La deficiencia grave de vitaminas provoca enfermedades conocidas como avitaminosis. No son frecuentes en países desarrollados, aunque si es posible encontrar estados carenciales leves o hipovitaminosis. En los últimos años el interés por las vitaminas no solo se centra en cubrir las necesidades del organismo para prevenir estas carencias, sino también en el papel que pueden jugar en la prevención de enfermedades y en alcanzar un estado de salud óptimo.

Los minerales se dividen en dos categorías, según las cantidades diarias que el cuerpo necesita:

  • Macro-minerales o elementos mayoritarios: hay que consumirlos en mayor cantidad y se expresan e gramos (g) o mg. Dentro de este grupo encontramos al Calcio, Fósforo, Azufre, Potasio, Sodio, Cloro y Magnesio.

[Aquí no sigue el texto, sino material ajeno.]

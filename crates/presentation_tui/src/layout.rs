//! Anchor math for the widget surfaces.
//!
//! Pure `Rect` arithmetic so placement stays testable without a
//! terminal. All anchors keep [`MARGIN`] cells of breathing room from
//! the host edge and clamp to the host area on small surfaces.

use domain::WidgetPosition;
use ratatui::layout::Rect;

/// Chat panel size in cells.
pub const PANEL_WIDTH: u16 = 46;
/// Chat panel height in rows.
pub const PANEL_HEIGHT: u16 = 18;
/// Height of the header-only bar shown while minimized.
pub const MINIMIZED_HEIGHT: u16 = 3;
/// Launcher affordance size in cells.
pub const LAUNCHER_WIDTH: u16 = 7;
/// Launcher affordance height in rows.
pub const LAUNCHER_HEIGHT: u16 = 3;
/// Gap kept between the widget and the host edge.
pub const MARGIN: u16 = 2;

/// Where the full chat panel is drawn inside the host area.
#[must_use]
pub fn panel_rect(area: Rect, position: WidgetPosition) -> Rect {
    anchored(area, position, PANEL_WIDTH, PANEL_HEIGHT)
}

/// Where the header-only bar is drawn while minimized.
#[must_use]
pub fn minimized_rect(area: Rect, position: WidgetPosition) -> Rect {
    anchored(area, position, PANEL_WIDTH, MINIMIZED_HEIGHT)
}

/// Where the launcher affordance is drawn while closed.
#[must_use]
pub fn launcher_rect(area: Rect, position: WidgetPosition) -> Rect {
    anchored(area, position, LAUNCHER_WIDTH, LAUNCHER_HEIGHT)
}

fn anchored(area: Rect, position: WidgetPosition, width: u16, height: u16) -> Rect {
    let width = width.min(area.width);
    let height = height.min(area.height);
    let slack_x = area.width - width;
    let slack_y = area.height - height;

    let dx = if position.is_center() {
        slack_x / 2
    } else if position.is_left() {
        MARGIN.min(slack_x)
    } else {
        slack_x.saturating_sub(MARGIN)
    };

    let dy = if position.is_center() {
        slack_y / 2
    } else if position.is_top() {
        MARGIN.min(slack_y)
    } else {
        slack_y.saturating_sub(MARGIN)
    };

    Rect {
        x: area.x + dx,
        y: area.y + dy,
        width,
        height,
    }
}
use crate::error::TargetKind;
use crate::hw::regs::{
    CCSR_CHANNEL_ENABLE, CCSR_CHANNEL_ENABLE_CLR, CCSR_CHANNEL_ENABLE_SET, CCSR_CHANNEL_INST_BIND,
    CCSR_CHANNEL_INST_PTR_MASK, FIFO_ENG_RUNLIST_PENDING, FIFO_ERROR_SCHED_DISABLE, FIFO_INTR_0, FIFO_INTR_EN_0,
    FIFO_INTR_MMU_FAULT_ID, FIFO_INTR_PBDMA_ID, FIFO_INTR_SCHED_ERROR, FIFO_PREEMPT,
    FIFO_PREEMPT_ID_MASK, FIFO_PREEMPT_PENDING, FIFO_PREEMPT_TYPE_CHANNEL, FIFO_PREEMPT_TYPE_TSG,
    FIFO_RUNLIST_LENGTH_MASK, FIFO_SCHED_DISABLE, INST_PTR_SHIFT, PMC_ENABLE, RUNLIST_BASE_SHIFT,
    ccsr_channel, ccsr_channel_inst, fifo_eng_runlist, fifo_engine_status, fifo_intr_mmu_fault_hi,
    fifo_intr_mmu_fault_info, fifo_intr_mmu_fault_inst, fifo_intr_mmu_fault_lo,
    fifo_pbdma_status, fifo_runlist_base_hi, fifo_runlist_base_lo, fifo_runlist_submit,
    pbdma_intr_0,
};
use std::fmt;
use std::sync::Arc;

/// Access to a device's control-register space.
///
/// Accesses are side-effecting and must not be reordered relative to other accesses
/// on the same device.
pub trait RegisterSpace: Send + Sync + fmt::Debug {
    fn read32(&self, offset: u32) -> u32;
    fn write32(&self, offset: u32, value: u32);
}

/// Raw MMU fault snapshot for one fault ID.
#[derive(Debug, Clone, Copy, Default, PartialEq, Eq)]
pub struct RawMmuFault {
    pub inst: u32,
    pub addr_lo: u32,
    pub addr_hi: u32,
    pub info: u32,
}

/// A handle to the FIFO block of one GPU.
///
/// This struct provides typed register operations on top of a [`RegisterSpace`].
/// It wraps the register space in an `Arc`, so it is cheap to clone and share
/// across the scheduler's sub-components.
#[derive(Clone, Debug)]
pub struct Device {
    regs: Arc<dyn RegisterSpace>,
}

impl Device {
    #[must_use]
    pub fn new(regs: Arc<dyn RegisterSpace>) -> Self {
        Self { regs }
    }

    #[inline]
    pub fn read32(&self, offset: u32) -> u32 {
        let val = self.regs.read32(offset);
        log::trace!("fifo: rd 0x{offset:08x} -> 0x{val:08x}");
        val
    }

    #[inline]
    pub fn write32(&self, offset: u32, value: u32) {
        log::trace!("fifo: wr 0x{offset:08x} <- 0x{value:08x}");
        self.regs.write32(offset, value);
    }

    // ===========================================================================================
    // Runlists
    // ===========================================================================================

    /// Points the runlist at `base_phys` and hands it `count` entries.
    ///
    /// The hardware starts consuming the buffer asynchronously; see [`Self::runlist_pending`].
    pub fn submit_runlist(&self, runlist_id: u32, base_phys: u64, count: u32) {
        if count != 0 {
            let pfn = base_phys >> RUNLIST_BASE_SHIFT;
            self.write32(fifo_runlist_base_lo(runlist_id), pfn as u32);
            self.write32(fifo_runlist_base_hi(runlist_id), (pfn >> 32) as u32);
        }
        self.write32(
            fifo_runlist_submit(runlist_id),
            count & FIFO_RUNLIST_LENGTH_MASK,
        );
    }

    #[must_use]
    pub fn runlist_pending(&self, runlist_id: u32) -> bool {
        self.read32(fifo_eng_runlist(runlist_id)) & FIFO_ENG_RUNLIST_PENDING != 0
    }

    // ===========================================================================================
    // Preemption
    // ===========================================================================================

    pub fn issue_preempt(&self, id: u32, kind: TargetKind) {
        let ty = match kind {
            TargetKind::Channel => FIFO_PREEMPT_TYPE_CHANNEL,
            TargetKind::Group => FIFO_PREEMPT_TYPE_TSG,
        };
        self.write32(FIFO_PREEMPT, (id & FIFO_PREEMPT_ID_MASK) | ty);
    }

    #[must_use]
    pub fn preempt_pending(&self) -> bool {
        self.read32(FIFO_PREEMPT) & FIFO_PREEMPT_PENDING != 0
    }

    // ===========================================================================================
    // Scheduling Control
    // ===========================================================================================

    /// Read-modify-write of the scheduler disable mask. Callers serialize.
    pub fn set_sched_disabled(&self, runlist_mask: u32, disabled: bool) {
        let cur = self.read32(FIFO_SCHED_DISABLE);
        let new = if disabled {
            cur | runlist_mask
        } else {
            cur & !runlist_mask
        };
        self.write32(FIFO_SCHED_DISABLE, new);
    }

    #[must_use]
    pub fn sched_disabled(&self) -> u32 {
        self.read32(FIFO_SCHED_DISABLE)
    }

    /// Lets the scheduler run again after the hardware halted it on a fault.
    pub fn resume_after_fault(&self) {
        let halted = self.read32(FIFO_ERROR_SCHED_DISABLE);
        self.write32(FIFO_ERROR_SCHED_DISABLE, halted);
    }

    /// Pulses the unit's enable bit, holding it in reset for one register write.
    pub fn reset_unit(&self, reset_id: u32) {
        let mask = 1 << reset_id;
        let cur = self.read32(PMC_ENABLE);
        self.write32(PMC_ENABLE, cur & !mask);
        let _ = self.read32(PMC_ENABLE);
        self.write32(PMC_ENABLE, cur | mask);
    }

    // ===========================================================================================
    // Status & Faults
    // ===========================================================================================

    #[must_use]
    pub fn engine_status(&self, engine_id: u32) -> u32 {
        self.read32(fifo_engine_status(engine_id))
    }

    #[must_use]
    pub fn pbdma_status(&self, pbdma_id: u32) -> u32 {
        self.read32(fifo_pbdma_status(pbdma_id))
    }

    #[must_use]
    pub fn mmu_fault_ids(&self) -> u32 {
        self.read32(FIFO_INTR_MMU_FAULT_ID)
    }

    pub fn clear_mmu_fault_ids(&self, mask: u32) {
        self.write32(FIFO_INTR_MMU_FAULT_ID, mask);
    }

    #[must_use]
    pub fn mmu_fault(&self, fault_id: u32) -> RawMmuFault {
        RawMmuFault {
            inst: self.read32(fifo_intr_mmu_fault_inst(fault_id)),
            addr_lo: self.read32(fifo_intr_mmu_fault_lo(fault_id)),
            addr_hi: self.read32(fifo_intr_mmu_fault_hi(fault_id)),
            info: self.read32(fifo_intr_mmu_fault_info(fault_id)),
        }
    }

    #[must_use]
    pub fn sched_error_code(&self) -> u32 {
        self.read32(FIFO_INTR_SCHED_ERROR)
    }

    #[must_use]
    pub fn pbdma_intr_ids(&self) -> u32 {
        self.read32(FIFO_INTR_PBDMA_ID)
    }

    #[must_use]
    pub fn pbdma_intr(&self, pbdma_id: u32) -> u32 {
        self.read32(pbdma_intr_0(pbdma_id))
    }

    pub fn clear_pbdma_intr(&self, pbdma_id: u32, bits: u32) {
        self.write32(pbdma_intr_0(pbdma_id), bits);
    }

    pub fn clear_pbdma_intr_ids(&self, mask: u32) {
        self.write32(FIFO_INTR_PBDMA_ID, mask);
    }

    #[must_use]
    pub fn intr_status(&self) -> u32 {
        self.read32(FIFO_INTR_0)
    }

    pub fn enable_intr(&self, mask: u32) {
        self.write32(FIFO_INTR_EN_0, mask);
    }

    /// Acknowledges serviced top-level interrupt bits (write 1 to clear).
    pub fn clear_intr(&self, bits: u32) {
        self.write32(FIFO_INTR_0, bits);
    }

    // ===========================================================================================
    // Channel Control
    // ===========================================================================================

    pub fn bind_channel(&self, chid: u32, inst_phys: u64) {
        let ptr = ((inst_phys >> INST_PTR_SHIFT) as u32) & CCSR_CHANNEL_INST_PTR_MASK;
        self.write32(ccsr_channel_inst(chid), ptr | CCSR_CHANNEL_INST_BIND);
    }

    pub fn unbind_channel(&self, chid: u32) {
        self.write32(ccsr_channel_inst(chid), 0);
    }

    pub fn enable_channel(&self, chid: u32) {
        let cur = self.read32(ccsr_channel(chid));
        self.write32(ccsr_channel(chid), cur | CCSR_CHANNEL_ENABLE_SET);
    }

    pub fn disable_channel(&self, chid: u32) {
        let cur = self.read32(ccsr_channel(chid));
        self.write32(ccsr_channel(chid), cur | CCSR_CHANNEL_ENABLE_CLR);
    }

    #[must_use]
    pub fn channel_enabled(&self, chid: u32) -> bool {
        self.read32(ccsr_channel(chid)) & CCSR_CHANNEL_ENABLE != 0
    }
}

  • Oligoelementos: se necesitan en pequeñas cantidades y se miden en μg. A este grupo pertenecen el Hierro, Flúor, Zinc, Cobre, Boro, Selenio, Yodo, Manganeso, Cromo y Cobalto entre otros.

Los minerales son constituyentes de los tejidos del organismo y regulan una gran cantidad de procesos vitales. La deficiencia leve de minerales es frecuente en personas de todas las edades en países desarrollados.

Tanto vitaminas como minerales están abundantemente distribuidos en los alimentos, pero la imposibilidad en muchas ocasiones de seguir una dieta variada que los incluya a todos, así como las técnicas modernas de cultivo que empobrecen el suelo (y por tanto a los alimentos de nuestra dieta) de nutrientes, hacen necesario que en muchas ocasiones se tenga que recurrir a aportes externos en forma de suplementos. También es importante considerar las necesidades individuales, ya que no todos los organismos tienen las mismas necesidades de base y dentro de un mismo individuo se pueden dar situaciones que aumenten las necesidades, como el ejercicio físico, el embarazo, estrés, aumento o disminución de peso y otras.